Required action:
Each line from the one with "#[derive(Debug, FromRequestParts)]" through the last line of the records must be output exactly, both ends included.

-*-

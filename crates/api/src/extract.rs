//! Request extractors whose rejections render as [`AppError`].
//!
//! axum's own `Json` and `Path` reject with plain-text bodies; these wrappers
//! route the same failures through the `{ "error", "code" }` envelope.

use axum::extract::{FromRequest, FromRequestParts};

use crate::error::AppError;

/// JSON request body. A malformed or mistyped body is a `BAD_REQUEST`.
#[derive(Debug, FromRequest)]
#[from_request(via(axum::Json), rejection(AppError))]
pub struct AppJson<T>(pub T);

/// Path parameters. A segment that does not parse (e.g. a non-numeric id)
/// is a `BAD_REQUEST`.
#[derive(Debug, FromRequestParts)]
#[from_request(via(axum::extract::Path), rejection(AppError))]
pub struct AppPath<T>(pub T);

-*-

Task output:
#[derive(Debug, FromRequestParts)]
#[from_request(via(axum::extract::Path), rejection(AppError))]
pub struct AppPath<T>(pub T);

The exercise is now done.